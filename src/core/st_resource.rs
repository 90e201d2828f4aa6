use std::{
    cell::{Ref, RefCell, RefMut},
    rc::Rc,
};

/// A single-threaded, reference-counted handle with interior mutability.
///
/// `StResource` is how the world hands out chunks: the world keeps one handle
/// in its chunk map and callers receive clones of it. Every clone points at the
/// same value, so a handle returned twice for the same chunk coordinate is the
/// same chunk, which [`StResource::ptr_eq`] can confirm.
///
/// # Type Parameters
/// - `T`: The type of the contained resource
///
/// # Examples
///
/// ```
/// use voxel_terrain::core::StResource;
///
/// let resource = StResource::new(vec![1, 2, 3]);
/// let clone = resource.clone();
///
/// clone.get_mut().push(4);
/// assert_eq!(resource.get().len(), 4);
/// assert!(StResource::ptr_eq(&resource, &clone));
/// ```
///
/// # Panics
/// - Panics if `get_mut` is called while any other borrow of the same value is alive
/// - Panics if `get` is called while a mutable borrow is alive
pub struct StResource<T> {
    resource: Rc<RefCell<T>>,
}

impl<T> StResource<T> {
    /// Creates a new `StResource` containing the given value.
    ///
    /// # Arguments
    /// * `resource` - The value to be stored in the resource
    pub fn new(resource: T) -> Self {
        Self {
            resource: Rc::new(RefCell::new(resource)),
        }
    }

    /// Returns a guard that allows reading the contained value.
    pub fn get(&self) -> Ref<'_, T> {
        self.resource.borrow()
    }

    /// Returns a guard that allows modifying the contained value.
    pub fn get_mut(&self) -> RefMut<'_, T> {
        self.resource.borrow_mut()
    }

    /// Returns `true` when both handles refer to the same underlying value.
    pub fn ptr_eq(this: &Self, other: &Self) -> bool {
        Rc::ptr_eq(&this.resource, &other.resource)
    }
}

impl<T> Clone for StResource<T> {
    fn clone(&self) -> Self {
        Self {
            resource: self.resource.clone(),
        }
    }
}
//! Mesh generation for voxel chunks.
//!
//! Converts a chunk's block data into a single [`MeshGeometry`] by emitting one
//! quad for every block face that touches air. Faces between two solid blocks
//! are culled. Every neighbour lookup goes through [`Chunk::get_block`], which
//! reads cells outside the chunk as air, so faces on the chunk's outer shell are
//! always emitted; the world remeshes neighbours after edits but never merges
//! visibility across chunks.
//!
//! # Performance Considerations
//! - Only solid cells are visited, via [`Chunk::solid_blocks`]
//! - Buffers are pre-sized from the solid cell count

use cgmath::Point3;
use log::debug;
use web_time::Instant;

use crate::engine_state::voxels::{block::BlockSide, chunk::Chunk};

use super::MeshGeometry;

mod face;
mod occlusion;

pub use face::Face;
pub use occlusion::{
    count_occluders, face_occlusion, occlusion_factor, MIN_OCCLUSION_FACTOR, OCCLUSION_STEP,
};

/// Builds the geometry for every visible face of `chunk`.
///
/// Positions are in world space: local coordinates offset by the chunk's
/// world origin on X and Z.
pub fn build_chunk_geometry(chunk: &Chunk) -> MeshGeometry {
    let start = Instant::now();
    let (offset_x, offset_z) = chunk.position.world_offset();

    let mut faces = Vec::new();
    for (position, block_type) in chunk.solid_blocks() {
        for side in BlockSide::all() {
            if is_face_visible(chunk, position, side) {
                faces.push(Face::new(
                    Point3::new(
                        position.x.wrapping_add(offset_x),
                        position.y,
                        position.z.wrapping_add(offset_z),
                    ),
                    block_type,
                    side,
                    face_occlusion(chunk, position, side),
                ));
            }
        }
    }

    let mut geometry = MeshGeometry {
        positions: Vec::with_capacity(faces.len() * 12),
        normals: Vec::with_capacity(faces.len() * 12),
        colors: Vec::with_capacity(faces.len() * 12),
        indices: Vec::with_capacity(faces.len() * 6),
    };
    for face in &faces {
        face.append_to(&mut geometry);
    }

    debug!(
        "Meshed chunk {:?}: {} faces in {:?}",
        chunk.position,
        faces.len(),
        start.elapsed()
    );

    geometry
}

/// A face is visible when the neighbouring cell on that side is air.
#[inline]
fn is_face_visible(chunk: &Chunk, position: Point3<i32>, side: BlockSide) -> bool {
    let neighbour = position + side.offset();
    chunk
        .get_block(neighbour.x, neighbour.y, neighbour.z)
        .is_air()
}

⁂

TASK: Quote the records from their first line to the line with "pub fn get_mut(&self)", inclusive, without adding or dropping anything.

RESPONSE:
filename src/core/st_resource.rs
repository 90e201d2828f4aa6
use std::{
    cell::{Ref, RefCell, RefMut},
    rc::Rc,
};

/// A single-threaded, reference-counted handle with interior mutability.
///
/// `StResource` is how the world hands out chunks: the world keeps one handle
/// in its chunk map and callers receive clones of it. Every clone points at the
/// same value, so a handle returned twice for the same chunk coordinate is the
/// same chunk, which [`StResource::ptr_eq`] can confirm.
///
/// # Type Parameters
/// - `T`: The type of the contained resource
///
/// # Examples
///
/// ```
/// use voxel_terrain::core::StResource;
///
/// let resource = StResource::new(vec![1, 2, 3]);
/// let clone = resource.clone();
///
/// clone.get_mut().push(4);
/// assert_eq!(resource.get().len(), 4);
/// assert!(StResource::ptr_eq(&resource, &clone));
/// ```
///
/// # Panics
/// - Panics if `get_mut` is called while any other borrow of the same value is alive
/// - Panics if `get` is called while a mutable borrow is alive
pub struct StResource<T> {
    resource: Rc<RefCell<T>>,
}

impl<T> StResource<T> {
    /// Creates a new `StResource` containing the given value.
    ///
    /// # Arguments
    /// * `resource` - The value to be stored in the resource
    pub fn new(resource: T) -> Self {
        Self {
            resource: Rc::new(RefCell::new(resource)),
        }
    }

    /// Returns a guard that allows reading the contained value.
    pub fn get(&self) -> Ref<'_, T> {
        self.resource.borrow()
    }

    /// Returns a guard that allows modifying the contained value.
    pub fn get_mut(&self) -> RefMut<'_, T> {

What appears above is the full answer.